Here, the apparently docile mutt in question is Clem's new friend Sarah, who's still not adapting well to life on the run from zombies. There are many occasions when you can help her, ignore her, or tell her plainly that she's got to toughen up to survive. I always tried to help her out, to preserve some of Clem's fading empathy, while all along knowing that at some point Sarah was likely going to bite me, too.
The primary drawback with the storytelling is the black/white nature of most characters. Sarah is an annoying whiner; Kenny is devolving back to the old cattiness that made me want to see him dead by the second episode of the first season; and Luke is the earnest young guy who would be the member of the boy band that you would want to take home to meet mom. Others in the supporting cast are barely there. I can't even remember the names of the pregnant woman and the doctor. There is a real danger that characters are becoming too dispensable outside of a core group of two or three. You know Clem is going to make it, along with one or two of her closest companions, but beyond that, everyone might as well be wearing a red shirt and beaming down with Captain Kirk. Carver may be the weakest point. He's a murderous tyrant so openly monstrous that it's impossible to understand how he's still alive. There is this assumption that he's seen as a necessary evil, the bad guy needed to battle the even worse bad guys and monsters just outside the door. But he's really more of a grizzled tough-guy caricature spouting off Ayn Rand-style nonsense. A guy like this would have been shot in the head by one of his henchmen long ago.
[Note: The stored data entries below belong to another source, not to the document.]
use std::sync::Mutex;

use serde::Serialize;

/// Counters a host keeps across evaluations. Formulas never touch it.
pub struct MetricsRecorder {
    inner: Mutex<Metrics>,
}

#[derive(Debug, Clone, Copy, Default, PartialEq, Eq, Serialize)]
pub struct Metrics {
    pub evaluated: usize,
    pub domain_violations: usize,
    pub patterns: usize,
}

impl MetricsRecorder {
    pub fn new() -> Self {
        Self {
            inner: Mutex::new(Metrics::default()),
        }
    }

    pub fn record_evaluation(&self, valid: bool) {
        if let Ok(mut metrics) = self.inner.lock() {
            metrics.evaluated += 1;
            if !valid {
                metrics.domain_violations += 1;
            }
        }
    }

    pub fn record_pattern(&self) {
        if let Ok(mut metrics) = self.inner.lock() {
            metrics.patterns += 1;
        }
    }

    pub fn snapshot(&self) -> Metrics {
        if let Ok(metrics) = self.inner.lock() {
            *metrics
        } else {
            Metrics::default()
        }
    }
}

impl Default for MetricsRecorder {
    fn default() -> Self {
        Self::new()
    }
}

#[cfg(test)]
mod tests {
    use super::*;

    #[test]
    fn counts_violations_separately() {
        let recorder = MetricsRecorder::new();
        recorder.record_evaluation(true);
        recorder.record_evaluation(false);
        recorder.record_pattern();
        assert_eq!(
            recorder.snapshot(),
            Metrics {
                evaluated: 2,
                domain_violations: 1,
                patterns: 1,
            }
        );
    }
}
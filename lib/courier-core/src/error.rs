//! Error types for courier.
//!
//! Every failure a caller can observe is a [`ClientError`]. It is produced at
//! the failure site from one of three origins, each with its own mapping
//! function:
//!
//! - [`ClientError::from_transport`] for failures reported by the [`Transport`](crate::Transport)
//! - [`ClientError::from_status`] for HTTP responses outside `200..300`
//! - [`ClientError::from_decoder`] for failures reported by a [`Decoder`](crate::Decoder)

use derive_more::{Display, Error};

use crate::decode::{DecodeError, DecodeErrorKind, DecoderFailure};
use crate::transport::TransportError;

/// Error returned by every courier request.
///
/// Variants compare by value, which keeps assertions in tests simple.
#[derive(Debug, Clone, PartialEq, Eq, Display, Error)]
pub enum ClientError {
    /// The URL components could not produce an absolute URL.
    #[display("invalid URL supplied to client")]
    InvalidUrl,

    /// Non-2xx status code, or a transport failure with a native error code.
    #[display("network error ({code}): {reason}")]
    Network {
        /// HTTP status code or native transport error code.
        code: i64,
        /// Standard reason phrase or transport description.
        reason: String,
    },

    /// The response body did not match the requested type.
    #[display("decoding error: {reason}")]
    Decoding {
        /// Short summary from the decoder.
        reason: String,
        /// Category, field path and expected type or key.
        debug_reason: String,
    },

    /// Any outcome that fits none of the other variants.
    #[display("unknown error occurred while making request")]
    Unknown,
}

/// Result type alias using [`ClientError`].
pub type Result<T> = std::result::Result<T, ClientError>;

impl ClientError {
    /// Create a network error from a code and reason.
    #[must_use]
    pub fn network(code: i64, reason: impl Into<String>) -> Self {
        Self::Network {
            code,
            reason: reason.into(),
        }
    }

    /// Create a decoding error from a summary and a diagnostic.
    #[must_use]
    pub fn decoding(reason: impl Into<String>, debug_reason: impl Into<String>) -> Self {
        Self::Decoding {
            reason: reason.into(),
            debug_reason: debug_reason.into(),
        }
    }

    /// Map a failure reported by the transport.
    ///
    /// Natively classified failures keep their code and description;
    /// anything else is [`ClientError::Unknown`].
    #[must_use]
    pub fn from_transport(error: TransportError) -> Self {
        match error {
            TransportError::Native { code, description } => Self::Network {
                code,
                reason: description,
            },
            TransportError::Unclassified(_) => Self::Unknown,
        }
    }

    /// Map an HTTP status code outside `200..300`.
    #[must_use]
    pub fn from_status(status: u16) -> Self {
        Self::Network {
            code: i64::from(status),
            reason: crate::status::reason_phrase(status),
        }
    }

    /// Map a failure reported by a decoder.
    #[must_use]
    pub fn from_decoder(failure: DecoderFailure) -> Self {
        match failure {
            DecoderFailure::Decode(error) => Self::from_decode_error(&error),
            DecoderFailure::Client(error) => error,
            DecoderFailure::Other(_) => Self::Unknown,
        }
    }

    fn from_decode_error(error: &DecodeError) -> Self {
        let context = || {
            format!(
                "context: {}, path: {}",
                error.description(),
                error.rendered_path()
            )
        };

        let debug_reason = match error.kind() {
            DecodeErrorKind::DataCorrupted => {
                format!("data is corrupted or otherwise invalid. {}", context())
            }
            DecodeErrorKind::KeyNotFound { key } => format!(
                "a keyed container was asked for an entry it does not contain. key: {key}, {}",
                context()
            ),
            DecodeErrorKind::TypeMismatch { expected } => format!(
                "a value could not be decoded because it did not match the encoded type. type: {expected}, {}",
                context()
            ),
            DecodeErrorKind::ValueNotFound { expected } => format!(
                "a non-optional value was expected, but a null value was found. type: {expected}, {}",
                context()
            ),
            DecodeErrorKind::Unclassified => "new unhandled error".to_string(),
        };

        Self::Decoding {
            reason: error.summary().to_string(),
            debug_reason,
        }
    }

    /// Returns `true` if this is an invalid URL error.
    #[must_use]
    pub const fn is_invalid_url(&self) -> bool {
        matches!(self, Self::InvalidUrl)
    }

    /// Returns `true` if this is a network error.
    #[must_use]
    pub const fn is_network(&self) -> bool {
        matches!(self, Self::Network { .. })
    }

    /// Returns `true` if this is a decoding error.
    #[must_use]
    pub const fn is_decoding(&self) -> bool {
        matches!(self, Self::Decoding { .. })
    }

    /// Returns `true` if this is an unknown error.
    #[must_use]
    pub const fn is_unknown(&self) -> bool {
        matches!(self, Self::Unknown)
    }

    /// Returns the status or native code if this is a network error.
    #[must_use]
    pub const fn code(&self) -> Option<i64> {
        match self {
            Self::Network { code, .. } => Some(*code),
            _ => None,
        }
    }
}
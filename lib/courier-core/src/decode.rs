//! Body decoding.
//!
//! A [`Decoder`] turns response bytes into a typed value. Failures are
//! reported as a [`DecoderFailure`], whose [`DecoderFailure::Decode`] arm
//! carries a structured [`DecodeError`]: a category, the field path that
//! failed and a description.
//!
//! Two decoders ship with the crate:
//! - [`JsonDecoder`] (the default) for `application/json` bodies
//! - [`FormDecoder`] for `application/x-www-form-urlencoded` bodies

use std::fmt;

use derive_more::{Display, Error, From};
use serde::de::DeserializeOwned;

use crate::ClientError;

// ============================================================================
// Decoder Trait
// ============================================================================

/// Trait for decoding response bodies into typed values.
///
/// # Example
///
/// ```
/// use courier_core::{Decoder, DecoderFailure, DecodeError, DecodeErrorKind};
/// use serde::de::DeserializeOwned;
///
/// /// Decodes plain-text bodies as JSON strings.
/// struct TextDecoder;
///
/// impl Decoder for TextDecoder {
///     fn decode<T: DeserializeOwned>(&self, bytes: &[u8]) -> Result<T, DecoderFailure> {
///         let text = std::str::from_utf8(bytes).map_err(|e| {
///             DecodeError::new(DecodeErrorKind::DataCorrupted, e.to_string())
///         })?;
///         courier_core::JsonDecoder.decode(serde_json::to_string(text).unwrap().as_bytes())
///     }
/// }
///
/// let text: String = TextDecoder.decode(b"hello").unwrap();
/// assert_eq!(text, "hello");
/// ```
pub trait Decoder: Send + Sync {
    /// Decode `bytes` into a `T`.
    ///
    /// # Errors
    ///
    /// Returns a [`DecoderFailure`] if the bytes do not describe a `T`.
    fn decode<T: DeserializeOwned>(&self, bytes: &[u8]) -> Result<T, DecoderFailure>;
}

// ============================================================================
// Decode Failures
// ============================================================================

/// Failure reported by a [`Decoder`].
#[derive(Debug, Clone, PartialEq, Eq, Display, Error, From)]
pub enum DecoderFailure {
    /// The bytes did not match the target type.
    #[display("{_0}")]
    Decode(DecodeError),

    /// An already mapped client error.
    #[display("{_0}")]
    Client(ClientError),

    /// Anything the decoder could not classify.
    #[display("{_0}")]
    #[from(skip)]
    Other(#[error(not(source))] String),
}

/// Structural category of a decode failure.
#[derive(Debug, Clone, PartialEq, Eq, Hash)]
pub enum DecodeErrorKind {
    /// Malformed input, or a value outside what the type accepts.
    DataCorrupted,
    /// A required key was absent.
    KeyNotFound {
        /// Missing key.
        key: String,
    },
    /// A value had the wrong type.
    TypeMismatch {
        /// What the type expected.
        expected: String,
    },
    /// A non-optional value was null.
    ValueNotFound {
        /// What the type expected.
        expected: String,
    },
    /// A failure none of the other categories describe.
    Unclassified,
}

/// One step in the path to the failing field.
#[derive(Debug, Clone, PartialEq, Eq, Hash)]
pub enum PathSegment {
    /// Struct field or map key.
    Field(String),
    /// Sequence index.
    Index(usize),
    /// Enum variant.
    Variant(String),
    /// A step the decoder could not name.
    Unknown,
}

impl fmt::Display for PathSegment {
    fn fmt(&self, f: &mut fmt::Formatter<'_>) -> fmt::Result {
        match self {
            Self::Field(name) | Self::Variant(name) => f.write_str(name),
            Self::Index(index) => write!(f, "{index}"),
            Self::Unknown => f.write_str("?"),
        }
    }
}

/// Structured decode failure.
#[derive(Debug, Clone, PartialEq, Eq, Display, Error)]
#[display("{summary}")]
pub struct DecodeError {
    kind: DecodeErrorKind,
    path: Vec<PathSegment>,
    summary: String,
    description: String,
}

impl DecodeError {
    /// Creates a decode error at the root with `message` as both summary
    /// and description.
    #[must_use]
    pub fn new(kind: DecodeErrorKind, message: impl Into<String>) -> Self {
        let message = message.into();
        Self {
            kind,
            path: Vec::new(),
            summary: message.clone(),
            description: message,
        }
    }

    /// Sets the path to the failing field, root first.
    #[must_use]
    pub fn with_path(mut self, path: Vec<PathSegment>) -> Self {
        self.path = path;
        self
    }

    /// Sets the detailed description.
    #[must_use]
    pub fn with_description(mut self, description: impl Into<String>) -> Self {
        self.description = description.into();
        self
    }

    /// Structural category.
    #[must_use]
    pub const fn kind(&self) -> &DecodeErrorKind {
        &self.kind
    }

    /// Path to the failing field, root first.
    #[must_use]
    pub fn path(&self) -> &[PathSegment] {
        &self.path
    }

    /// Short summary.
    #[must_use]
    pub fn summary(&self) -> &str {
        &self.summary
    }

    /// Detailed description.
    #[must_use]
    pub fn description(&self) -> &str {
        &self.description
    }

    /// Path rendered root to leaf, e.g. `user -> address -> city`.
    #[must_use]
    pub fn rendered_path(&self) -> String {
        self.path
            .iter()
            .map(ToString::to_string)
            .collect::<Vec<_>>()
            .join(" -> ")
    }
}

const CORRUPTED_PREFIXES: [&str; 5] = [
    "invalid value: ",
    "invalid length ",
    "unknown variant ",
    "unknown field ",
    "duplicate field ",
];

/// Classify a serde error message into a [`DecodeErrorKind`].
///
/// Relies on the wording of the default `serde::de::Error` constructors.
#[must_use]
pub fn classify_message(message: &str) -> DecodeErrorKind {
    if let Some(rest) = message.strip_prefix("missing field `") {
        let key = rest.split('`').next().unwrap_or_default();
        return DecodeErrorKind::KeyNotFound {
            key: key.to_string(),
        };
    }

    if let Some(rest) = message.strip_prefix("invalid type: ") {
        let (found, expected) = rest.split_once(", expected ").unwrap_or((rest, ""));
        let expected = expected.to_string();
        return if found == "null" || found == "unit value" {
            DecodeErrorKind::ValueNotFound { expected }
        } else {
            DecodeErrorKind::TypeMismatch { expected }
        };
    }

    if CORRUPTED_PREFIXES.iter().any(|prefix| message.starts_with(prefix)) {
        return DecodeErrorKind::DataCorrupted;
    }

    DecodeErrorKind::Unclassified
}

// ============================================================================
// JSON Decoder
// ============================================================================

/// JSON decoder with path-aware errors.
///
/// Uses `serde_path_to_error` to record the field chain that failed.
///
/// # Example
///
/// ```
/// use courier_core::{Decoder, JsonDecoder};
/// use serde::Deserialize;
///
/// #[derive(Debug, PartialEq, Deserialize)]
/// struct User { name: String }
///
/// let user: User = JsonDecoder.decode(br#"{"name":"Alice"}"#).unwrap();
/// assert_eq!(user, User { name: "Alice".to_string() });
/// ```
#[derive(Debug, Clone, Copy, Default)]
pub struct JsonDecoder;

impl Decoder for JsonDecoder {
    fn decode<T: DeserializeOwned>(&self, bytes: &[u8]) -> Result<T, DecoderFailure> {
        let mut deserializer = serde_json::Deserializer::from_slice(bytes);
        let value: T = serde_path_to_error::deserialize(&mut deserializer)
            .map_err(|e| DecoderFailure::Decode(json_decode_error(&e)))?;
        deserializer
            .end()
            .map_err(|e| DecoderFailure::Decode(json_error(&e, Vec::new())))?;
        Ok(value)
    }
}

fn json_decode_error(error: &serde_path_to_error::Error<serde_json::Error>) -> DecodeError {
    let path = error
        .path()
        .iter()
        .map(|segment| match segment {
            serde_path_to_error::Segment::Seq { index } => PathSegment::Index(*index),
            serde_path_to_error::Segment::Map { key } => PathSegment::Field(key.clone()),
            serde_path_to_error::Segment::Enum { variant } => PathSegment::Variant(variant.clone()),
            _ => PathSegment::Unknown,
        })
        .collect();
    json_error(error.inner(), path)
}

fn json_error(error: &serde_json::Error, path: Vec<PathSegment>) -> DecodeError {
    let summary = error.to_string();
    let message = if error.line() == 0 {
        summary.clone()
    } else {
        summary
            .rsplit_once(" at line ")
            .map_or_else(|| summary.clone(), |(message, _)| message.to_string())
    };

    let kind = match error.classify() {
        // Custom `de::Error::custom` messages reject the data itself
        serde_json::error::Category::Data => match classify_message(&message) {
            DecodeErrorKind::Unclassified => DecodeErrorKind::DataCorrupted,
            kind => kind,
        },
        serde_json::error::Category::Syntax
        | serde_json::error::Category::Eof
        | serde_json::error::Category::Io => DecodeErrorKind::DataCorrupted,
    };

    DecodeError::new(kind, summary)
        .with_description(message)
        .with_path(path)
}

// ============================================================================
// Form Decoder
// ============================================================================

/// Decoder for `application/x-www-form-urlencoded` bodies.
///
/// # Example
///
/// ```
/// use courier_core::{Decoder, FormDecoder};
/// use serde::Deserialize;
///
/// #[derive(Debug, PartialEq, Deserialize)]
/// struct Token { access_token: String, expires_in: u32 }
///
/// let token: Token = FormDecoder.decode(b"access_token=abc&expires_in=60").unwrap();
/// assert_eq!(token.expires_in, 60);
/// ```
#[derive(Debug, Clone, Copy, Default)]
pub struct FormDecoder;

impl Decoder for FormDecoder {
    fn decode<T: DeserializeOwned>(&self, bytes: &[u8]) -> Result<T, DecoderFailure> {
        serde_urlencoded::from_bytes(bytes).map_err(|e| {
            let message = e.to_string();
            DecoderFailure::Decode(DecodeError::new(classify_message(&message), message))
        })
    }
}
Still, even the melodrama mostly works in In Harm's Way. The focus on Clem kept me invested, because even though I saw through some of the supporting cast, I was always concerned about her humanity, which was clearly being chipped away with every choice she made. The episode culminates by involving Clem with the most horrifying and explicit murder in the series so far. You are given a choice here, though. You can stay and watch the atrocity, which is then shown in gruesome detail, right down to the last swing of the crowbar, culminating in a scene so vicious that I was reminded of the torture scene from Grand Theft Auto V. Or you can leave and preserve a modicum of Clem's ability to relate to other human beings. I stayed and watched. Even after playing the nice guy throughout the entire episode, I had to stick around out of a perverse need to rubberneck...and, of course, to see just how far the game would go in depicting what was about to happen. If the world ever recovers, Clem is going to have a lot to share with her shrink.
Telltale Games' zombie extravaganza is continuing to prove that it is every bit the equal of the Robert Kirkman comics, and superior to the AMC TV show. In Harm's Way is a gameplay-light setup episode that mostly positions the characters for the conclusion of this season, but it also descends to new depths while exploring just how far Clementine and her allies are willing to go to stay alive. It's all sad and lonely and suicidally hopeless. But good luck trying to turn away.